And so it is a valuable tool that we have to navigate our way through the world. And inevitably, as we seek to know and understand what is around us and what’s happening to us, we’re going to bump up against those things that we do not understand, those things that we cannot know. This element of mystery, which is also a part of our lives. And so there is this underlying thought, especially with science, that the goal really is to eliminate the mystery. That mystery is really something to be solved. It’s a problem. And that the more we can know and understand and the less mystery we have, the better off we are as human beings and the more control we have as human beings. And so, when we bump up against the unknowable, the tendency is to put it aside as irrelevant at the moment, dismiss it as insignificant, or just simply ignore it altogether.

But is that really our approach to life? Is that really what makes us the healthiest, most focused we can be?

G.K. Chesterton has a wonderful quote about mystery. He says, “As long as we have mystery, we have health. When we destroy mystery, we create morbidity.”  so getting rid of the unknown, ignoring the unknown, or not having a relationship with mystery, actually, in his definition, is unhealthy. It actually can lead to dysfunction, disorientation, and negativity. And so there is this thought that mystery has a healthy place in our life.

Think about it for a moment. If we knew all things, what would stretch us? What would engage us? What would captivate us? What would inspire us? If we ever got ourselves to the point where we truly did know all things and understand all things, then what happens to the human spirit? The only thing that really can engage us and captivate us and get our creative juices moving and flowing is mystery. And so we need to keep this as a part of the vision for life and who we are.

We can consider something as simple in one sense, simple as human love. We all know that we need human love, but we also know that we have to and desire to give it away as well. And there’s a lot of things we understand about love: we understand its effect and its power, but there’s a lot of things that we don’t understand about love. We can’t take love, put it in a box, analyze it and dissect it, and present it to someone as love. As much as we know about it, as much as we know that it’s needed and necessary, there’s still something very mysterious about that reality of love that defies our comprehension, and it remains part of a mystery.
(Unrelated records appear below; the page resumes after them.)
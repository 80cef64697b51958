//! CSV output for exports

use std::path::{Path, PathBuf};

use csv::{QuoteStyle, Terminator, WriterBuilder};
use serde::Serialize;
use validator::Validate;

use super::{Export, ExportError};
use crate::config::CsvExportSettings;
use crate::content::Content;

/// UTF-8 byte order mark written before the first row
pub const UTF8_BOM: &[u8] = b"\xEF\xBB\xBF";

/// A rendered export, ready to be offered as a download
#[derive(Debug, Clone, PartialEq, Eq, Serialize)]
pub struct ExportFile {
    /// Suggested file name
    pub file_name: String,

    /// MIME type of the file
    pub content_type: String,

    /// File contents
    #[serde(skip)]
    pub bytes: Vec<u8>,
}

impl ExportFile {
    /// Write the file into `dir` under its file name
    ///
    /// # Errors
    ///
    /// Returns `ExportError::Io` if the file cannot be written
    pub fn write_to(&self, dir: impl AsRef<Path>) -> Result<PathBuf, ExportError> {
        let path = dir.as_ref().join(&self.file_name);
        std::fs::write(&path, &self.bytes)?;
        Ok(path)
    }
}

/// Writes exports as CSV
///
/// # Examples
///
/// ```rust
/// use info_collection::config::CsvExportSettings;
/// use info_collection::content::{Content, ContentId};
/// use info_collection::export::{CsvExportFormatter, Export, UTF8_BOM};
///
/// # fn example() -> Result<(), Box<dyn std::error::Error>> {
/// let formatter = CsvExportFormatter::new(CsvExportSettings::default())?;
/// let export = Export {
///     header: vec!["Created".to_string(), "email".to_string()],
///     rows: vec![vec!["2024-03-10 09:30:00".to_string(), "a@example.com".to_string()]],
/// };
///
/// let file = formatter.format(&export, &Content::new(ContentId(1), "Contact", "contact_form", "eng-GB"))?;
/// assert_eq!(file.file_name, "Contact.csv");
/// assert!(file.bytes.starts_with(UTF8_BOM));
/// # Ok(())
/// # }
/// ```
#[derive(Debug, Clone)]
pub struct CsvExportFormatter {
    delimiter: u8,
    quote: u8,
    terminator: Terminator,
}

impl CsvExportFormatter {
    /// Create a formatter from validated settings
    ///
    /// # Errors
    ///
    /// Returns `ExportError::Settings` if the delimiter or enclosure is not a
    /// single ASCII character, or the newline is neither `\n` nor `\r\n`
    pub fn new(settings: CsvExportSettings) -> Result<Self, ExportError> {
        settings
            .validate()
            .map_err(|e| ExportError::Settings(e.to_string()))?;

        let terminator = if settings.newline == "\r\n" {
            Terminator::CRLF
        } else {
            Terminator::Any(b'\n')
        };

        Ok(Self {
            delimiter: settings.delimiter.as_bytes()[0],
            quote: settings.enclosure.as_bytes()[0],
            terminator,
        })
    }

    /// Write an export as a CSV file named after the content item
    ///
    /// # Errors
    ///
    /// Returns `ExportError` if writing a record fails
    pub fn format(&self, export: &Export, content: &Content) -> Result<ExportFile, ExportError> {
        let mut writer = WriterBuilder::new()
            .delimiter(self.delimiter)
            .quote(self.quote)
            .quote_style(QuoteStyle::Necessary)
            .terminator(self.terminator)
            .flexible(true)
            .from_writer(UTF8_BOM.to_vec());

        writer.write_record(&export.header)?;
        for row in &export.rows {
            writer.write_record(row)?;
        }

        let bytes = writer
            .into_inner()
            .map_err(|e| ExportError::Io(e.into_error()))?;

        Ok(ExportFile {
            file_name: format!("{}.csv", content.name),
            content_type: "text/csv".to_string(),
            bytes,
        })
    }
}

#[cfg(test)]
mod tests {
    use super::*;
    use crate::content::ContentId;

    fn export() -> Export {
        Export {
            header: vec!["Created".to_string(), "name".to_string(), "message".to_string()],
            rows: vec![vec![
                "2024-03-10 09:30:00".to_string(),
                "Alice".to_string(),
                "Hello; \"world\"".to_string(),
            ]],
        }
    }

    fn content() -> Content {
        Content::new(ContentId(1), "Contact us", "contact_form", "eng-GB")
    }

    #[test]
    fn test_default_settings() {
        let formatter = CsvExportFormatter::new(CsvExportSettings::default()).unwrap();
        let file = formatter.format(&export(), &content()).unwrap();

        assert_eq!(file.file_name, "Contact us.csv");
        assert_eq!(file.content_type, "text/csv");

        let text = String::from_utf8(file.bytes[UTF8_BOM.len()..].to_vec()).unwrap();
        assert_eq!(
            text,
            "Created,name,message\n2024-03-10 09:30:00,Alice,\"Hello; \"\"world\"\"\"\n"
        );
    }

    #[test]
    fn test_custom_delimiter_and_newline() {
        let formatter = CsvExportFormatter::new(CsvExportSettings {
            delimiter: ";".to_string(),
            enclosure: "'".to_string(),
            newline: "\r\n".to_string(),
        })
        .unwrap();
        let file = formatter.format(&export(), &content()).unwrap();

        let text = String::from_utf8(file.bytes[UTF8_BOM.len()..].to_vec()).unwrap();
        assert_eq!(
            text,
            "Created;name;message\r\n2024-03-10 09:30:00;Alice;'Hello; \"world\"'\r\n"
        );
    }

    #[test]
    fn test_invalid_settings_rejected() {
        let result = CsvExportFormatter::new(CsvExportSettings {
            delimiter: "::".to_string(),
            ..CsvExportSettings::default()
        });

        assert!(matches!(result, Err(ExportError::Settings(_))));
    }

    #[test]
    fn test_write_to_directory() {
        let dir = tempfile::tempdir().unwrap();
        let formatter = CsvExportFormatter::new(CsvExportSettings::default()).unwrap();
        let file = formatter.format(&export(), &content()).unwrap();

        let path = file.write_to(dir.path()).unwrap();

        assert_eq!(path, dir.path().join("Contact us.csv"));
        assert!(std::fs::read(path).unwrap().starts_with(UTF8_BOM));
    }
}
Take the feast we celebrate today: the glorious mystery of the Holy Trinity. Here we have a body of teaching that says that God is one but three persons. And we must admit, as we try to put human language around how that all works and how those persons fit together in one being, we don’t have the ability to truly understand that intellectually, nor should we. But does that mean that this Trinitarian God is inaccessible to us? Incomprehensible? Or, because it’s a mystery, do we simply step away from it, push it aside, or ignore it like we do with other things that we can’t understand fully? Well, if we can simplify it a bit and think about it a bit differently, perhaps it isn’t as inaccessible as we may think.

I’ve often referenced three powerful words in Scripture before, and they’re found in the First Letter of John, and I think it can take the mystery of the Holy Trinity and bring it down to something that makes sense to us, and if these are the words: God is love. Period. God is love. So you can take all of the verbiage and all of the teaching of the Blessed Trinity, and really we’re talking about God himself, and so, therefore, God is love.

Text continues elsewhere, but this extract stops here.